MATERIAL FOR THIS EXERCISE:

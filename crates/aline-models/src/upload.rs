//! Upload classification and filename sanitization.

use std::path::Path;

use schemars::JsonSchema;
use serde::{Deserialize, Serialize};

use crate::error::{ModelError, ModelResult};

/// Extensions accepted by the video upload endpoint.
pub const VIDEO_EXTENSIONS: &[&str] = &["avi", "mpg", "mpeg", "mkv", "webm", "mp4", "mov"];

/// Extensions accepted by the image upload endpoint.
pub const IMAGE_EXTENSIONS: &[&str] = &["jpg", "jpeg", "bmp", "tiff", "png", "gif"];

const MAX_FILENAME_LENGTH: usize = 255;

/// Kind of media a request carries.
#[derive(Debug, Clone, Copy, PartialEq, Eq, Hash, Serialize, Deserialize, JsonSchema)]
#[serde(rename_all = "snake_case")]
pub enum UploadKind {
    Video,
    Image,
}

impl UploadKind {
    /// Accepted extensions for this kind.
    pub fn extensions(&self) -> &'static [&'static str] {
        match self {
            UploadKind::Video => VIDEO_EXTENSIONS,
            UploadKind::Image => IMAGE_EXTENSIONS,
        }
    }

    /// Multipart field name used by the upload endpoints.
    pub fn field_name(&self) -> &'static str {
        match self {
            UploadKind::Video => "video",
            UploadKind::Image => "image",
        }
    }

    /// Whether `file_name` has an extension accepted for this kind.
    pub fn accepts(&self, file_name: &str) -> bool {
        extension_of(file_name)
            .map(|ext| self.extensions().contains(&ext.as_str()))
            .unwrap_or(false)
    }

    /// Validate and sanitize an uploaded filename for this kind.
    pub fn validate_filename(&self, file_name: &str) -> ModelResult<String> {
        if !self.accepts(file_name) {
            return Err(ModelError::invalid_upload("Invalid file"));
        }
        let sanitized = sanitize_filename(file_name);
        if sanitized.is_empty() || !self.accepts(&sanitized) {
            return Err(ModelError::invalid_upload("Invalid file"));
        }
        Ok(sanitized)
    }
}

fn extension_of(file_name: &str) -> Option<String> {
    Path::new(file_name)
        .extension()
        .and_then(|e| e.to_str())
        .map(|e| e.to_ascii_lowercase())
}

/// Reduce a client-supplied filename to a safe single path component.
///
/// Path separators become underscores, anything outside `[A-Za-z0-9._-]` is
/// dropped, whitespace runs collapse to `_`, and leading dots/underscores are
/// stripped so the result can never be `..` or a hidden file.
pub fn sanitize_filename(file_name: &str) -> String {
    let replaced: String = file_name
        .chars()
        .map(|c| if c == '/' || c == '\\' { ' ' } else { c })
        .collect();

    let joined = replaced.split_whitespace().collect::<Vec<_>>().join("_");

    let filtered: String = joined
        .chars()
        .filter(|c| c.is_ascii_alphanumeric() || matches!(c, '.' | '_' | '-'))
        .collect();

    let trimmed = filtered.trim_matches(|c| c == '.' || c == '_');
    trimmed.chars().take(MAX_FILENAME_LENGTH).collect()
}

#[cfg(test)]
mod tests {
    use super::*;

    #[test]
    fn test_accepts_by_kind() {
        assert!(UploadKind::Video.accepts("clip.webm"));
        assert!(UploadKind::Video.accepts("CLIP.MP4"));
        assert!(!UploadKind::Video.accepts("photo.jpeg"));
        assert!(UploadKind::Image.accepts("photo.jpeg"));
        assert!(!UploadKind::Image.accepts("notes.txt"));
        assert!(!UploadKind::Video.accepts("mp4"));
    }

    #[test]
    fn test_extension_must_be_suffix() {
        // Substring matches are not enough
        assert!(!UploadKind::Video.accepts("movie.mp4.exe"));
        assert!(!UploadKind::Image.accepts("jpgfile"));
    }

    #[test]
    fn test_sanitize_filename() {
        assert_eq!(sanitize_filename("My Clip.mp4"), "My_Clip.mp4");
        assert_eq!(sanitize_filename("../../etc/passwd"), "etc_passwd");
        assert_eq!(sanitize_filename("..\\win\\file.avi"), "win_file.avi");
        assert_eq!(sanitize_filename(".hidden.png"), "hidden.png");
        assert_eq!(sanitize_filename("ümlaut.gif"), "mlaut.gif");
    }

    #[test]
    fn test_validate_filename() {
        assert_eq!(
            UploadKind::Video.validate_filename("my video.webm").unwrap(),
            "my_video.webm"
        );
        assert!(UploadKind::Video.validate_filename("image.png").is_err());
        assert!(UploadKind::Image.validate_filename("../.png").is_err());
    }
}
//! Worker configuration.

use std::path::PathBuf;

use aline_models::{InputShape, RankingStream};

/// Pipeline configuration shared by every request.
#[derive(Debug, Clone)]
pub struct WorkerConfig {
    /// Root for per-request working directories
    pub work_dir: PathBuf,
    /// Maximum requests inside the pipeline at once
    pub max_concurrent_requests: usize,
    /// Threads in the flow/batch pool (0 = available cores)
    pub flow_workers: usize,
    /// Pending inference jobs before submitters wait
    pub inference_queue_capacity: usize,
    /// Label mapping file (`<name> <id>` per line)
    pub label_mapping_path: PathBuf,
    /// Optional JSON channel mean; the built-in BGR mean is used when unset
    pub channel_mean_path: Option<PathBuf>,
    /// Classifier spatial input
    pub input_shape: InputShape,
    /// Probability matrix used for ranking
    pub ranking: RankingStream,
    /// Flow backend name (`farneback`, or `opencv` when built with it)
    pub flow_backend: String,
}

impl Default for WorkerConfig {
    fn default() -> Self {
        Self {
            work_dir: PathBuf::from("/tmp/aline"),
            max_concurrent_requests: 2,
            flow_workers: 0,
            inference_queue_capacity: 8,
            label_mapping_path: PathBuf::from("labels.txt"),
            channel_mean_path: None,
            input_shape: InputShape::default(),
            ranking: RankingStream::default(),
            flow_backend: "farneback".to_string(),
        }
    }
}

impl WorkerConfig {
    /// Create config from environment variables.
    pub fn from_env() -> Self {
        let defaults = Self::default();
        Self {
            work_dir: std::env::var("ALINE_WORK_DIR")
                .map(PathBuf::from)
                .unwrap_or(defaults.work_dir),
            max_concurrent_requests: std::env::var("ALINE_MAX_REQUESTS")
                .ok()
                .and_then(|s| s.parse().ok())
                .filter(|n| *n > 0)
                .unwrap_or(defaults.max_concurrent_requests),
            flow_workers: std::env::var("ALINE_FLOW_WORKERS")
                .ok()
                .and_then(|s| s.parse().ok())
                .unwrap_or(defaults.flow_workers),
            inference_queue_capacity: std::env::var("ALINE_INFERENCE_QUEUE")
                .ok()
                .and_then(|s| s.parse().ok())
                .filter(|n| *n > 0)
                .unwrap_or(defaults.inference_queue_capacity),
            label_mapping_path: std::env::var("ALINE_LABEL_MAPPING")
                .map(PathBuf::from)
                .unwrap_or(defaults.label_mapping_path),
            channel_mean_path: std::env::var("ALINE_CHANNEL_MEAN").ok().map(PathBuf::from),
            input_shape: InputShape::new(
                std::env::var("ALINE_INPUT_HEIGHT")
                    .ok()
                    .and_then(|s| s.parse().ok())
                    .unwrap_or(defaults.input_shape.height),
                std::env::var("ALINE_INPUT_WIDTH")
                    .ok()
                    .and_then(|s| s.parse().ok())
                    .unwrap_or(defaults.input_shape.width),
            ),
            ranking: std::env::var("ALINE_RANKING")
                .ok()
                .and_then(|s| s.parse().ok())
                .unwrap_or(defaults.ranking),
            flow_backend: std::env::var("ALINE_FLOW_BACKEND").unwrap_or(defaults.flow_backend),
        }
    }

    /// Number of threads for the CPU pool.
    pub fn pool_threads(&self) -> usize {
        if self.flow_workers > 0 {
            self.flow_workers
        } else {
            std::thread::available_parallelism()
                .map(|n| n.get())
                .unwrap_or(4)
        }
    }
}

#[cfg(test)]
mod tests {
    use super::*;

    #[test]
    fn test_defaults() {
        let config = WorkerConfig::default();
        assert_eq!(config.max_concurrent_requests, 2);
        assert_eq!(config.input_shape, InputShape::new(224, 224));
        assert_eq!(config.ranking, RankingStream::Appearance);
        assert!(config.channel_mean_path.is_none());
    }

    #[test]
    fn test_pool_threads() {
        let mut config = WorkerConfig::default();
        assert!(config.pool_threads() >= 1);
        config.flow_workers = 3;
        assert_eq!(config.pool_threads(), 3);
    }
}
//! Top-K aggregation into the response payload.

use chrono::{DateTime, Utc};
use ndarray::{Array2, ArrayView1};

use aline_models::{FramePrediction, LabelMapping, LabelPrediction, MediaRef, PredictionResult};

use crate::error::{WorkerError, WorkerResult};

/// Label ids of the `k` largest entries of `row`.
///
/// Ordered by probability descending, ties by label id ascending. A row with
/// fewer than `k` labels returns all of them.
pub fn top_k(row: ArrayView1<'_, f32>, k: usize) -> Vec<usize> {
    let mut ids: Vec<usize> = (0..row.len()).collect();
    let k = k.min(ids.len());
    let by_rank = |a: &usize, b: &usize| row[*b].total_cmp(&row[*a]).then(a.cmp(b));

    if k < ids.len() && k > 0 {
        ids.select_nth_unstable_by(k - 1, by_rank);
    }
    ids.truncate(k);
    ids.sort_by(by_rank);
    ids
}

/// Build the payload for `media_url` from a `[N, numLabels]` matrix.
pub fn aggregate(
    media_url: &str,
    probs: &Array2<f32>,
    labels: &LabelMapping,
    k: usize,
) -> WorkerResult<PredictionResult> {
    aggregate_at(media_url, probs, labels, k, Utc::now())
}

/// [`aggregate`] with an explicit cachebuster time.
pub fn aggregate_at(
    media_url: &str,
    probs: &Array2<f32>,
    labels: &LabelMapping,
    k: usize,
    now: DateTime<Utc>,
) -> WorkerResult<PredictionResult> {
    if probs.ncols() != labels.len() {
        return Err(WorkerError::internal(format!(
            "probability matrix has {} labels, mapping has {}",
            probs.ncols(),
            labels.len()
        )));
    }

    let frames = probs
        .outer_iter()
        .enumerate()
        .map(|(frame_number, row)| -> WorkerResult<FramePrediction> {
            let predictions = top_k(row, k)
                .into_iter()
                .map(|id| -> WorkerResult<LabelPrediction> {
                    let name = labels.get(id).ok_or_else(|| {
                        WorkerError::internal(format!("label id {id} missing from mapping"))
                    })?;
                    Ok(LabelPrediction::new(name, row[id]))
                })
                .collect::<WorkerResult<Vec<_>>>()?;
            Ok(FramePrediction {
                frame_number,
                predictions,
            })
        })
        .collect::<WorkerResult<Vec<_>>>()?;

    Ok(PredictionResult {
        media: MediaRef::with_cachebuster(media_url, now),
        frames,
    })
}

#[cfg(test)]
mod tests {
    use super::*;
    use chrono::TimeZone;
    use ndarray::array;

    fn labels(n: usize) -> LabelMapping {
        LabelMapping::from_names((0..n).map(|i| format!("action{i}"))).unwrap()
    }

    #[test]
    fn test_top_k_order_and_ties() {
        let row = array![0.1f32, 0.3, 0.05, 0.3, 0.25];
        assert_eq!(top_k(row.view(), 3), vec![1, 3, 4]);
        assert_eq!(top_k(row.view(), 5), vec![1, 3, 4, 0, 2]);
        assert_eq!(top_k(row.view(), 9), vec![1, 3, 4, 0, 2]);
        assert!(top_k(row.view(), 0).is_empty());
    }

    #[test]
    fn test_aggregate_shape() {
        let probs = Array2::from_shape_fn((4, 8), |(r, c)| if c == r { 0.65 } else { 0.05 });
        let now = Utc.timestamp_opt(1_700_000_000, 42_000).unwrap();

        let result = aggregate_at("/videos/clip.webm", &probs, &labels(8), 5, now).unwrap();

        assert_eq!(result.media.url, "/videos/clip.webm?cachebuster=1700000000.000042");
        assert_eq!(result.len(), 4);
        let mapping = labels(8);
        for (i, frame) in result.frames.iter().enumerate() {
            assert_eq!(frame.frame_number, i);
            assert_eq!(frame.predictions.len(), 5);
            assert_eq!(frame.predictions[0].label, format!("action{i}"));
            assert!((frame.predictions[0].prob - 0.65).abs() < 1e-6);
            assert!(frame.predictions.iter().all(|p| mapping.contains_name(&p.label)));
        }
        // Ties after the winner resolve by id
        assert_eq!(result.frames[0].predictions[1].label, "action1");
    }

    #[test]
    fn test_label_count_mismatch() {
        let probs = Array2::from_elem((1, 3), 1.0 / 3.0);
        assert!(aggregate("/videos/a.webm", &probs, &labels(4), 5).is_err());
    }

    #[test]
    fn test_fewer_labels_than_k() {
        let probs = array![[0.2f32, 0.8]];
        let result = aggregate("/videos/a.png", &probs, &labels(2), 5).unwrap();
        assert_eq!(result.frames[0].predictions.len(), 2);
        assert_eq!(result.frames[0].predictions[0].label, "action1");
        assert!(result.media.cachebuster().is_some());
    }
}
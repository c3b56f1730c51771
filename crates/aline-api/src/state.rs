//! Application state.

use std::sync::Arc;

use aline_ml_client::MlClient;
use aline_worker::{PredictionPipeline, WorkerConfig};

use crate::config::ApiConfig;

/// Shared application state.
#[derive(Clone)]
pub struct AppState {
    pub config: ApiConfig,
    pub pipeline: Arc<PredictionPipeline>,
}

impl AppState {
    pub fn new(config: ApiConfig, pipeline: PredictionPipeline) -> Self {
        Self {
            config,
            pipeline: Arc::new(pipeline),
        }
    }

    /// Build the pipeline and classifier client from the environment.
    ///
    /// Must be called inside a tokio runtime.
    pub fn from_env(config: ApiConfig) -> Result<Self, Box<dyn std::error::Error + Send + Sync>> {
        std::fs::create_dir_all(&config.upload_dir)?;

        let classifier = MlClient::from_env()?;
        let pipeline = PredictionPipeline::new(WorkerConfig::from_env(), Arc::new(classifier))?;

        Ok(Self::new(config, pipeline))
    }
}
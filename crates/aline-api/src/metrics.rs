//! Prometheus metrics for the API server.

use std::time::Instant;

use axum::body::Body;
use axum::http::{Request, Response};
use axum::middleware::Next;
use metrics::{counter, gauge, histogram};
use metrics_exporter_prometheus::{BuildError, PrometheusBuilder, PrometheusHandle};

/// Install the Prometheus recorder.
/// Returns a handle that can be used to render metrics.
pub fn init_metrics() -> Result<PrometheusHandle, BuildError> {
    PrometheusBuilder::new().install_recorder()
}

/// Metric names as constants for consistency.
pub mod names {
    // HTTP metrics
    pub const HTTP_REQUESTS_TOTAL: &str = "aline_http_requests_total";
    pub const HTTP_REQUEST_DURATION_SECONDS: &str = "aline_http_request_duration_seconds";
    pub const HTTP_REQUESTS_IN_FLIGHT: &str = "aline_http_requests_in_flight";

    // Upload metrics
    pub const UPLOADS_TOTAL: &str = "aline_uploads_total";
    pub const UPLOAD_BYTES: &str = "aline_upload_bytes";
}

/// Record an HTTP request.
pub fn record_http_request(method: &str, path: &str, status: u16, duration_secs: f64) {
    let labels = [
        ("method", method.to_string()),
        ("path", sanitize_path(path)),
        ("status", status.to_string()),
    ];

    counter!(names::HTTP_REQUESTS_TOTAL, &labels).increment(1);
    histogram!(names::HTTP_REQUEST_DURATION_SECONDS, &labels).record(duration_secs);
}

/// Record an upload by kind and outcome (`accepted` or `rejected`).
pub fn record_upload(kind: &str, outcome: &str, bytes: usize) {
    let labels = [("kind", kind.to_string()), ("outcome", outcome.to_string())];
    counter!(names::UPLOADS_TOTAL, &labels).increment(1);
    if bytes > 0 {
        histogram!(names::UPLOAD_BYTES, "kind" => kind.to_string()).record(bytes as f64);
    }
}

/// Collapse per-file and per-id paths so label cardinality stays bounded.
fn sanitize_path(path: &str) -> String {
    if path.starts_with("/videos/") {
        return "/videos/*path".to_string();
    }
    if let Some(id) = path.strip_prefix("/api/example/") {
        if !id.is_empty() {
            return "/api/example/:id".to_string();
        }
    }
    path.to_string()
}

/// Metrics middleware for HTTP requests.
pub async fn metrics_middleware(request: Request<Body>, next: Next) -> Response<Body> {
    let method = request.method().to_string();
    let path = request.uri().path().to_string();
    let start = Instant::now();

    gauge!(names::HTTP_REQUESTS_IN_FLIGHT).increment(1.0);

    let response = next.run(request).await;

    gauge!(names::HTTP_REQUESTS_IN_FLIGHT).decrement(1.0);

    let status = response.status().as_u16();
    let duration = start.elapsed().as_secs_f64();

    record_http_request(&method, &path, status, duration);

    response
}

WORK TASK: From the entries above, pull out each line that includes "static".

SOLUTION TO THE PROBLEM:
    pub fn extensions(&self) -> &'static [&'static str] {
    pub fn field_name(&self) -> &'static str {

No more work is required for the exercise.